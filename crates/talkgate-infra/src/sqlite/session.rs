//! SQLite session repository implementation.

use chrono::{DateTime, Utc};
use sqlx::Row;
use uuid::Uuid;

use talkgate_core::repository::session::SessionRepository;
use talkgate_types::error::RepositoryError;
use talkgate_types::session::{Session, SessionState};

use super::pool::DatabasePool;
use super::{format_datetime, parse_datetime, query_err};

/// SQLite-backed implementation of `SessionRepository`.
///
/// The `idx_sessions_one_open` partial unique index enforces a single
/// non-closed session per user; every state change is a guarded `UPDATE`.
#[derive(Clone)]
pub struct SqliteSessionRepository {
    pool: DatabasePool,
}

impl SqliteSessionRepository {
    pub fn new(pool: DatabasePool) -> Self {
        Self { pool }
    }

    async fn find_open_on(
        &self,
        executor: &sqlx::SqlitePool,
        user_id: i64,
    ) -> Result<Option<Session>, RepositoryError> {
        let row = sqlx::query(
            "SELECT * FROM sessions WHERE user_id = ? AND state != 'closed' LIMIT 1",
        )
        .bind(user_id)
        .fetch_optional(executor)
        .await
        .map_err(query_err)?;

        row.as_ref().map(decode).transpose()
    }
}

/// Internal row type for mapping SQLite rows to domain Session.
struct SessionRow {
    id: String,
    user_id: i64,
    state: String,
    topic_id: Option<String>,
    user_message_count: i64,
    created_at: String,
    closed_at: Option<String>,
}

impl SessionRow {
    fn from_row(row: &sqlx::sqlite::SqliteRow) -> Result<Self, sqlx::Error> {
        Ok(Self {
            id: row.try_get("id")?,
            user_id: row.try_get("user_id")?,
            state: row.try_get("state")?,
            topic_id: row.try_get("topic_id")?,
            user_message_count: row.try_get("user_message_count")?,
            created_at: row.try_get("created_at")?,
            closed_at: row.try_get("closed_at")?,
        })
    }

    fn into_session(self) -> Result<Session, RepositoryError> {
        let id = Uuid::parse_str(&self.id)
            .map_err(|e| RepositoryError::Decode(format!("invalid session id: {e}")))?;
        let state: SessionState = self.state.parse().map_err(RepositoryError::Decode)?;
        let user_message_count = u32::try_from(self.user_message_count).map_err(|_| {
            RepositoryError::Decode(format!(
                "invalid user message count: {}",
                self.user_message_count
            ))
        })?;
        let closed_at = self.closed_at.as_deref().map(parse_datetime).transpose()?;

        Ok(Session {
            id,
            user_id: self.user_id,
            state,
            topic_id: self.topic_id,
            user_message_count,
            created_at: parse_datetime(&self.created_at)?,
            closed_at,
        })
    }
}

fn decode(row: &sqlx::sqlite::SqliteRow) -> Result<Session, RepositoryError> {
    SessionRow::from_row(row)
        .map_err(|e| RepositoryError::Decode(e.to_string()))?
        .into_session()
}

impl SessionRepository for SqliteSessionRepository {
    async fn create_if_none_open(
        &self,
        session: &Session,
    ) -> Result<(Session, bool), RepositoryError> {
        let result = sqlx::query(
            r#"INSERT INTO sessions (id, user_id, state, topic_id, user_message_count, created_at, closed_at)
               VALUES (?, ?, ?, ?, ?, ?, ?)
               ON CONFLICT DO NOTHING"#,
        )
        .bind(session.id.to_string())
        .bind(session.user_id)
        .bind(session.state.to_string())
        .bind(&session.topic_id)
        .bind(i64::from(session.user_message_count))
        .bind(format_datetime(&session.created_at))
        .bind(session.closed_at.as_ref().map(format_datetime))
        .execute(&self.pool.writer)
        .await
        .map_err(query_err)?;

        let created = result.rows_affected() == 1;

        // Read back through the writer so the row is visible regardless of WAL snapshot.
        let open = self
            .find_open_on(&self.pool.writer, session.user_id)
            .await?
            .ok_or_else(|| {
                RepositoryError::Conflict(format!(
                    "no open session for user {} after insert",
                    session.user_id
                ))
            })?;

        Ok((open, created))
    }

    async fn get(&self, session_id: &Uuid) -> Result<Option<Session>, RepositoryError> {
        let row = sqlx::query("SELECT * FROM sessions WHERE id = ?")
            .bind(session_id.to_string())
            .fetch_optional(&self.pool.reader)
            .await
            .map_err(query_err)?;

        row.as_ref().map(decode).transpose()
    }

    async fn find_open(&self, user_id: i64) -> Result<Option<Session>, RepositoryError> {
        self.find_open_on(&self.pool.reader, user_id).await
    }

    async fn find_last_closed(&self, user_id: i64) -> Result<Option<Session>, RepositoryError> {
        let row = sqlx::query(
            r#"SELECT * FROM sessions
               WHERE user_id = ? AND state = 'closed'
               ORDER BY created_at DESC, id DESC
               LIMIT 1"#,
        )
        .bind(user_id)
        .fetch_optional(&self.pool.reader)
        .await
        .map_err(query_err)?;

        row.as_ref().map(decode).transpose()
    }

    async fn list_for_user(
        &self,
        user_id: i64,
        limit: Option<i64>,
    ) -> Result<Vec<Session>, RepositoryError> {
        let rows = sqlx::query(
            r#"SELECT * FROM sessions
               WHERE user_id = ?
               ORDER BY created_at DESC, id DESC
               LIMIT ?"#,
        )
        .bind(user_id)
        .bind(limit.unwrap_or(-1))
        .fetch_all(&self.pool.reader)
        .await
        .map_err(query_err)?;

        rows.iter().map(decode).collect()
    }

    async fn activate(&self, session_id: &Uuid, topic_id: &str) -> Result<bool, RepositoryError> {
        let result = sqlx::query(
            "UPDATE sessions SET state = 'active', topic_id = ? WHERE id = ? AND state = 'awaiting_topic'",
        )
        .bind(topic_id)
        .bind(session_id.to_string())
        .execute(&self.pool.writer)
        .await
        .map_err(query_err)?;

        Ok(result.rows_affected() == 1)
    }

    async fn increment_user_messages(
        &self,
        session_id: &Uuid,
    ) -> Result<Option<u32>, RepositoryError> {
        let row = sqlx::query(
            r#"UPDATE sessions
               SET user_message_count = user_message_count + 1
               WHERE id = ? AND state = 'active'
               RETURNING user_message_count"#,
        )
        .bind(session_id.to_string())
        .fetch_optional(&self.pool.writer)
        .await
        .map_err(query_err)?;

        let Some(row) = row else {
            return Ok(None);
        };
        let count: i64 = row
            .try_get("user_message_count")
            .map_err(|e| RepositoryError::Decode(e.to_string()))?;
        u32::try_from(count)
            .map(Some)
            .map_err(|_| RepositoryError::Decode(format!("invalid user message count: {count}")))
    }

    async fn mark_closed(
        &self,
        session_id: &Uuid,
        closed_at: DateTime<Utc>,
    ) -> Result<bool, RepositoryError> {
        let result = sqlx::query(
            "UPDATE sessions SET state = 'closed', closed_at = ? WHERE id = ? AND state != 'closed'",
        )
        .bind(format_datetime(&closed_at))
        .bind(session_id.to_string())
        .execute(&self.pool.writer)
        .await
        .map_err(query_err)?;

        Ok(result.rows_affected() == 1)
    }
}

+ + + + + + +

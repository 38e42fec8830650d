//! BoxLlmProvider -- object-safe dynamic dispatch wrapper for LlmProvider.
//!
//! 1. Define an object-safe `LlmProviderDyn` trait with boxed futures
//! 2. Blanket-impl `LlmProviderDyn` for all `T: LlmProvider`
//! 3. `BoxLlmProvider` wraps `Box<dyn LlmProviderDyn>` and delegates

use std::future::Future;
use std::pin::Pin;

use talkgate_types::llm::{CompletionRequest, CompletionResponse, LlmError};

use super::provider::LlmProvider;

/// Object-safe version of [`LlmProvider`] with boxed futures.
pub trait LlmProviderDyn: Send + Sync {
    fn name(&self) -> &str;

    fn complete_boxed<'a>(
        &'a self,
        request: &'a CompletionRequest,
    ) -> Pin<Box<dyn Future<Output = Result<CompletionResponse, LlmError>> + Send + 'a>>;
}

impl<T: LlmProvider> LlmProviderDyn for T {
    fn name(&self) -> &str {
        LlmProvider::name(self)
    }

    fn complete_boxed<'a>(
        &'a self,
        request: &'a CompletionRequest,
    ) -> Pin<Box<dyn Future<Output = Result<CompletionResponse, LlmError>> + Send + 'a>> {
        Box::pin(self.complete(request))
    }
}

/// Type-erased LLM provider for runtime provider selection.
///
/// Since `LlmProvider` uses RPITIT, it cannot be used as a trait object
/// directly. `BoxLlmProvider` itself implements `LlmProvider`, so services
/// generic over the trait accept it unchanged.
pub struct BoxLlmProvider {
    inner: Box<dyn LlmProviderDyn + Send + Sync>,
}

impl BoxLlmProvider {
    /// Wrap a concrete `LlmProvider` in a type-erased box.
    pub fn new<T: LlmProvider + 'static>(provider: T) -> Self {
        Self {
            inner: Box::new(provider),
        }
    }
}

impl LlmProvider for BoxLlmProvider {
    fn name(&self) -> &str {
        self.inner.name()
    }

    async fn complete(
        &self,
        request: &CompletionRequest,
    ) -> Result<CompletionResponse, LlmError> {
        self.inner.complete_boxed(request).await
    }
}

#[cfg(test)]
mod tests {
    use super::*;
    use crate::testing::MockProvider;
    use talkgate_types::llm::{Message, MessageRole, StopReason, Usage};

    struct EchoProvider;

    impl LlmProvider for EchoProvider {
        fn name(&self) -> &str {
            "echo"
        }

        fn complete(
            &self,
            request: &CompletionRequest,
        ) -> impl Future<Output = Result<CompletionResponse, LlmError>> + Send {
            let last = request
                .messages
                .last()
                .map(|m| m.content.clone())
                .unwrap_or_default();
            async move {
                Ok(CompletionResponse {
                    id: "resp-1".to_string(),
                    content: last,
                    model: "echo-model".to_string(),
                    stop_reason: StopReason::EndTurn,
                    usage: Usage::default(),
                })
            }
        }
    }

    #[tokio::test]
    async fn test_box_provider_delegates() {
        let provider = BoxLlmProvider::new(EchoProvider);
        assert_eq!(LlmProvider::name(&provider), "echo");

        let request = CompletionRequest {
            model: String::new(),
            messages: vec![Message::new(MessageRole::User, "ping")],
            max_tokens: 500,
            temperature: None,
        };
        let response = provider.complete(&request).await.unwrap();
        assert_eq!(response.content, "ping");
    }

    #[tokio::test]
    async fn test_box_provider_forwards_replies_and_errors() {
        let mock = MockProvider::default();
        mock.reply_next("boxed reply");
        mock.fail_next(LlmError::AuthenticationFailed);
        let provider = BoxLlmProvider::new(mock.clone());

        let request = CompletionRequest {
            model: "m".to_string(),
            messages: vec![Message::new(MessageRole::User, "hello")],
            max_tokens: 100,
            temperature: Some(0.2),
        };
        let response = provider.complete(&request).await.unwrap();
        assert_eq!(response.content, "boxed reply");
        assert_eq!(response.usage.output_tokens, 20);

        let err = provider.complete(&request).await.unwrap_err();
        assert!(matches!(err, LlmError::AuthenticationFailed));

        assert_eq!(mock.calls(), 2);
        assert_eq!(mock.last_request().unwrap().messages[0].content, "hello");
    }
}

+ + + + + + +

Prompt: Where does the word "implementation" appear in the records above? Return every line that holds it.

Task response:
//! SQLite session repository implementation.
/// SQLite-backed implementation of `SessionRepository`.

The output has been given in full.